Engineering Inflammatory Content
A Memetic Analysis of Russian Social Media Propaganda
Mitch Chaiet
mitchchaiet@utexas.edu
RTF 368S - MEDIA STUDIES THESIS
Radio - Television - Film
The University of Texas at Austin
July 12, 2019
Supervising Professor:
Sharon Strover, Ph.D.
Philip G. Warner Regents Professor of Communication
Director, Technology & Information Policy Institute
Moody College of Communication | The University of Texas at Austin
The Russians sourced content already proven to be popular among certain demographics, from hashtags and sites already popular among those demographics, edited them to convey their target messages, and spread them through Russian owned parody pages targeting the same demographics said content was sourced from. They provided minimal funding to spur their propagation, in order to propagate those images in a peer to peer fashion (memetically).
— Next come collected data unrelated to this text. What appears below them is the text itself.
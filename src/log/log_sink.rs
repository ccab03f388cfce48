use crate::log::log_level::LogLevel;

/// Defines a destination (sink) for log messages.
///
/// This trait acts as an interface for concrete logging backends, such as
/// console output or file storage.
///
/// Implementations must be `Send` and `Sync` to ensure they can be safely
/// shared and accessed across multiple threads.
pub trait LogSink: Send + Sync {
    /// Records a log message.
    ///
    /// # Arguments
    ///
    /// * `level` - The severity level of the log message.
    /// * `msg` - The content of the log message.
    /// * `target` - The static source of the log (e.g., module path).
    fn log(&self, level: LogLevel, msg: &str, target: &'static str);
}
"One of the downsides of spreadability is that bad information may spread just as fast and as widely as good information. In some cases, because misinformation can be constructed to provoke people's fears or gratify their prejudices, it provides better cultural currency than more accurate and nuanced information. This is why we all need to take greater ownership over the information that we circulate. We need to insure its accuracy before we circulate it. We need to weigh its potential negative impact before we insert it into our conversations. We must insure the integrity of our information flow."
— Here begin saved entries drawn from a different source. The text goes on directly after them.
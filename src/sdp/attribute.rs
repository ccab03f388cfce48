use std::{fmt, str::FromStr};

use super::sdp_error::SdpError;

/// An `a=` attribute: a key with an optional value.
/// Flag attributes (`rtcp-mux`, `sendonly`, ...) have no value.
#[derive(Debug, Clone, PartialEq, Eq)]
pub struct Attribute {
    key: String,
    value: Option<String>,
}

impl Attribute {
    pub fn new<K: Into<String>, V: Into<Option<String>>>(key: K, value: V) -> Self {
        Self {
            key: key.into(),
            value: value.into(),
        }
    }

    /// A value-less flag attribute.
    pub fn flag<K: Into<String>>(key: K) -> Self {
        Self {
            key: key.into(),
            value: None,
        }
    }

    #[must_use]
    pub fn key(&self) -> &str {
        &self.key
    }

    #[must_use]
    pub fn value(&self) -> Option<&str> {
        self.value.as_deref()
    }
}

impl FromStr for Attribute {
    type Err = SdpError;

    fn from_str(s: &str) -> Result<Self, Self::Err> {
        if s.is_empty() {
            return Err(SdpError::Invalid("a="));
        }
        match s.split_once(':') {
            Some((key, value)) => Ok(Self::new(key, Some(value.to_owned()))),
            None => Ok(Self::flag(s)),
        }
    }
}

impl fmt::Display for Attribute {
    fn fmt(&self, f: &mut fmt::Formatter<'_>) -> fmt::Result {
        match &self.value {
            Some(v) => write!(f, "{}:{}", self.key, v),
            None => write!(f, "{}", self.key),
        }
    }
}

#[cfg(test)]
mod tests {
    #![allow(clippy::unwrap_used, clippy::expect_used)]
    use super::*;

    #[test]
    fn keyed_and_flag_attributes() {
        let a: Attribute = "rtpmap:96 H264/90000".parse().unwrap();
        assert_eq!(a.key(), "rtpmap");
        assert_eq!(a.value(), Some("96 H264/90000"));
        assert_eq!(a.to_string(), "rtpmap:96 H264/90000");

        let f: Attribute = "rtcp-mux".parse().unwrap();
        assert_eq!(f.key(), "rtcp-mux");
        assert_eq!(f.value(), None);
        assert_eq!(f.to_string(), "rtcp-mux");
    }
}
- Henry Jenkins for Engineering Inflammatory Content
Memetic Distribution vs. Viral Distribution
An often debated dichotomy within internet culture is the difference between content “going viral” or “becoming a meme.”
Therein lies a significant difference between "viral distribution" and "memetic distribution".
Key Differences between Memetic Distribution and Virality:
Viral Content:
- A Single Cultural Unit
- Limited to one digital medium (eg, a viral video)
- Rapidly expanding popularity on a single popular hypermedia platform (“this video reaches 3 Billion views on YouTube)
- Content rapidly reaches pop culture status and is widely known; can quantify maximum popularity by some generally available metric easily (views, likes, retweets, sales)
- Generally distributed through hyperlinks and word of mouth; the content itself is generally has too large of a file size to be shared in a peer-to-peer manner as attachments and must be hosted on a platform for wide access (“I’ll send you a link to this video; Go look up “Gangam Style” on YouTube”)
Memetic Content:
- Always a collection of texts, involving multiple cultural units
- Content often takes advantage of an absurdist misuse of a social networking feature; often exploits the medium of distribution to increase psychovisual impact of the content in a humorous manner “Do you know da wae” “Storm Area 51, They Can’t Stop All Of Us” Spongebob Squarepants, The Communist Manifesto on Pornhub.com
- Expands upon convergent media; the meme can be originated, conform to, or be extended by many different hypermedia and traditional media formats, including but not limited to Facebook Events, YouTube Videos, Tweets, Profile Pictures, 3D Modeling software, books, print, and audio/video.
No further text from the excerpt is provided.